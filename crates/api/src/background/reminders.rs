//! Hourly sweep that emails patients roughly 72 hours before their
//! appointment.
//!
//! Each tick computes the single date whose midnight falls inside the
//! 71-73 hour window around "now + 72h" and sweeps the unsent reminders
//! for that date. The window is two hours wide and the loop ticks hourly,
//! so every appointment is seen by at least one tick even when a tick is
//! delayed. `reminder_sent` makes the sweep idempotent: a re-run (or the
//! external cron route firing alongside the loop) never emails twice.

use std::time::Duration;

use chrono::{DateTime, Utc};
use consulta_core::scheduling;
use consulta_db::repositories::{AppointmentRepo, UserRepo};
use consulta_db::DbPool;
use consulta_mailer::{AppointmentDetails, Mailer, Recipient};
use serde::Serialize;
use std::sync::Arc;
use tokio_util::sync::CancellationToken;

use crate::error::AppResult;

/// How often the sweep runs.
const SWEEP_INTERVAL: Duration = Duration::from_secs(3600); // 1 hour

/// Result of one sweep, returned by the cron route and logged by the loop.
#[derive(Debug, Serialize)]
pub struct SweepOutcome {
    /// Appointments found due for a reminder.
    pub total: usize,
    /// Reminders delivered and marked sent.
    pub sent: usize,
    /// Appointments skipped because of a send or store failure. These stay
    /// unmarked and are retried on the next tick.
    pub errors: usize,
}

/// Sweep the appointments due for a reminder as of `now`.
///
/// Failures on individual appointments are logged and counted but never
/// abort the sweep; only the initial store query can fail the call.
pub async fn run_sweep(
    pool: &DbPool,
    mailer: &Mailer,
    now: DateTime<Utc>,
) -> AppResult<SweepOutcome> {
    let Some(due_date) = scheduling::reminder_due_date(now) else {
        return Ok(SweepOutcome {
            total: 0,
            sent: 0,
            errors: 0,
        });
    };

    let due = AppointmentRepo::list_due_for_reminder(pool, due_date).await?;
    let total = due.len();
    let mut sent = 0usize;
    let mut errors = 0usize;

    for appointment in due {
        let owner = match UserRepo::find_by_id(pool, appointment.user_id).await {
            Ok(Some(owner)) => owner,
            Ok(None) => {
                tracing::warn!(
                    appointment_id = appointment.id,
                    user_id = appointment.user_id,
                    "Reminder sweep: owner no longer exists, skipping"
                );
                errors += 1;
                continue;
            }
            Err(e) => {
                tracing::warn!(
                    appointment_id = appointment.id,
                    error = %e,
                    "Reminder sweep: failed to load owner, skipping"
                );
                errors += 1;
                continue;
            }
        };

        let recipient = Recipient {
            name: owner.name.clone(),
            email: owner.email.clone(),
        };
        let details = AppointmentDetails {
            date: appointment.date,
            time_slot: appointment.time_slot.clone(),
            reason: appointment.reason.clone(),
            notes: appointment.notes.clone(),
        };

        if let Err(e) = mailer.send_reminder(&recipient, &details).await {
            tracing::warn!(
                appointment_id = appointment.id,
                error = %e,
                "Reminder sweep: send failed, will retry next tick"
            );
            errors += 1;
            continue;
        }

        match AppointmentRepo::mark_reminder_sent(pool, appointment.id).await {
            Ok(_) => sent += 1,
            Err(e) => {
                // The email went out but the flag did not stick; the next
                // tick will send a duplicate. Worth a warning.
                tracing::warn!(
                    appointment_id = appointment.id,
                    error = %e,
                    "Reminder sweep: sent but could not mark, duplicate possible"
                );
                errors += 1;
            }
        }
    }

    Ok(SweepOutcome { total, sent, errors })
}

/// Run the reminder sweep loop until `cancel` is triggered.
pub async fn run(pool: DbPool, mailer: Arc<Mailer>, cancel: CancellationToken) {
    tracing::info!(
        interval_secs = SWEEP_INTERVAL.as_secs(),
        "Reminder sweep started"
    );

    let mut interval = tokio::time::interval(SWEEP_INTERVAL);

    loop {
        tokio::select! {
            _ = cancel.cancelled() => {
                tracing::info!("Reminder sweep stopping");
                break;
            }
            _ = interval.tick() => {
                match run_sweep(&pool, &mailer, Utc::now()).await {
                    Ok(outcome) => {
                        if outcome.total > 0 {
                            tracing::info!(
                                total = outcome.total,
                                sent = outcome.sent,
                                errors = outcome.errors,
                                "Reminder sweep completed"
                            );
                        } else {
                            tracing::debug!("Reminder sweep: nothing due");
                        }
                    }
                    Err(e) => {
                        tracing::error!(error = %e, "Reminder sweep failed");
                    }
                }
            }
        }
    }
}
⁂
Assignment -> Scan the listing above for the word "never" and show each line where it is found.

Output for this exercise ->
//! external cron route firing alongside the loop) never emails twice.
/// Failures on individual appointments are logged and counted but never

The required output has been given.